Connect the Stars 16


  “Like fun you do!” spat Jare.

  “Who says that?” whispered Kate, suddenly at my side. “‘Like fun’?”

  “No one,” I whispered back. “But Randolph is lying.”

  Kate’s eyes widened. “Seriously?”

  “Oh, but I do,” said Randolph to Jare.

  “How?” asked Jare. His tone was as belligerent as ever, but I saw something odd in his face. For the first time since Daphne had gone missing, Jare was nervous.

  “Duh,” said Randolph. “She told me.”

  The “me” squeaked like a mouse when it sees a cat. Another lie.

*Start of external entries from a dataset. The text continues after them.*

use std::collections::HashMap;

use crate::events::VoiceKey;

#[derive(Debug, Clone, Copy, PartialEq)]
pub struct TrackState {
    pub volume: f32,
    /// -1.0 (left) -> 1.0 (right)
    pub pan: f32,
    pub mute: bool,
    pub solo: bool,
}

impl Default for TrackState {
    fn default() -> Self {
        Self {
            volume: 1.0,
            pan: 0.0,
            mute: false,
            solo: false,
        }
    }
}

/// Mix parameters after combining every state that applies to a voice.
#[derive(Debug, Clone, Copy, PartialEq)]
pub struct ResolvedMix {
    pub volume: f32,
    pub pan: f32,
    pub silenced: bool,
}

/// Volume, pan, mute and solo per engine track id. Only commands write here.
#[derive(Debug, Default)]
pub struct TrackStateRegistry {
    states: HashMap<String, TrackState>,
    soloed: usize,
}

impl TrackStateRegistry {
    pub fn new() -> Self {
        Self::default()
    }

    pub fn get(&self, track_id: &str) -> Option<&TrackState> {
        self.states.get(track_id)
    }

    pub fn insert(&mut self, track_id: &str, state: TrackState) {
        self.states.insert(track_id.to_string(), sanitize(state));
        self.recount();
    }

    pub fn set_volume(&mut self, track_id: &str, volume: f32) {
        self.entry(track_id).volume = sanitize_volume(volume);
    }

    pub fn set_pan(&mut self, track_id: &str, pan: f32) {
        self.entry(track_id).pan = sanitize_pan(pan);
    }

    pub fn set_mute(&mut self, track_id: &str, mute: bool) {
        self.entry(track_id).mute = mute;
    }

    pub fn set_solo(&mut self, track_id: &str, solo: bool) {
        self.entry(track_id).solo = solo;
        self.recount();
    }

    pub fn remove(&mut self, track_id: &str) -> Option<TrackState> {
        let removed = self.states.remove(track_id);
        self.recount();
        removed
    }

    pub fn clear(&mut self) {
        self.states.clear();
        self.soloed = 0;
    }

    pub fn any_solo(&self) -> bool {
        self.soloed > 0
    }

    /// Solo beats mute: with any solo active, only soloed tracks sound.
    pub fn is_silenced(&self, track_id: &str) -> bool {
        let state = self.states.get(track_id).copied().unwrap_or_default();
        silenced(state.mute, state.solo, self.any_solo())
    }

    /// Combines the voice's own state, its instrument's state and the timeline
    /// track its pattern is placed on.
    pub fn resolve(&self, key: &VoiceKey, timeline_track: Option<&str>) -> ResolvedMix {
        let mut ids: [Option<&str>; 3] = [Some(key.id()), None, None];
        if key.pattern_id().is_some() {
            ids[1] = Some(key.instrument_id());
        }
        ids[2] = timeline_track.filter(|t| !ids[..2].contains(&Some(*t)));

        let mut volume = 1.0;
        let mut pan = 0.0;
        let mut mute = false;
        let mut solo = false;
        for state in ids.iter().flatten().filter_map(|id| self.states.get(*id)) {
            volume *= state.volume;
            pan += state.pan;
            mute |= state.mute;
            solo |= state.solo;
        }
        ResolvedMix {
            volume,
            pan: pan.clamp(-1.0, 1.0),
            silenced: silenced(mute, solo, self.any_solo()),
        }
    }

    fn entry(&mut self, track_id: &str) -> &mut TrackState {
        self.states.entry(track_id.to_string()).or_default()
    }

    fn recount(&mut self) {
        self.soloed = self.states.values().filter(|s| s.solo).count();
    }
}

fn silenced(mute: bool, solo: bool, any_solo: bool) -> bool {
    if any_solo { !solo } else { mute }
}

fn sanitize(state: TrackState) -> TrackState {
    TrackState {
        volume: sanitize_volume(state.volume),
        pan: sanitize_pan(state.pan),
        ..state
    }
}

fn sanitize_volume(volume: f32) -> f32 {
    if volume.is_finite() {
        volume.clamp(0.0, 4.0)
    } else {
        1.0
    }
}

fn sanitize_pan(pan: f32) -> f32 {
    if pan.is_finite() {
        pan.clamp(-1.0, 1.0)
    } else {
        0.0
    }
}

  “No, she didn’t,” I whispered to Kate, but it came out louder than I intended.

  Randolph jumped up, wheeled around, and yelled at me, “Yes! She! Did!”

  I shook my head. “You’re lying. You lie all the time, and you’re lying now.”

  “Shut up!” shouted Randolph. He took a couple of steps toward me, and out of the corner of my eye, I saw Kate and then Aaron both take a couple of steps toward him. Randolph’s jaw was working as if he were grinding his teeth together, which he probably was, but then he said, “You guys don’t know jack,” and turned back to Jare.

  “Maybe you don’t either,” said Jare.

  “I do! Daphne tells me everything!” said Randolph. He crossed his muscle-bound arms over his muscle-bound chest. “But you are out of your stupid mind if you think I’m gonna tell you.”

  Jare smiled. He stood there, his eyes locked on Randolph’s. Then he waved his arm in the air and said, “Move out, people! Report back here in four hours on the dot—or before, if you find something!”

  We moved out—all but Randolph, who sat back down on his pack, a confused and disappointed expression on his face, as if his bombshell hadn’t made quite the splat he’d intended. Either Jare had believed me or he had seen for himself that Randolph was lying—because, unsurprisingly, Randolph wasn’t the slickest liar in the world—or he was planning to torture information out of him as soon as the rest of us were out of earshot. As the four of us hiked toward our search area, Kate said dryly, “If Randolph disappears next, we’ll know Jare’s a homicidal maniac.”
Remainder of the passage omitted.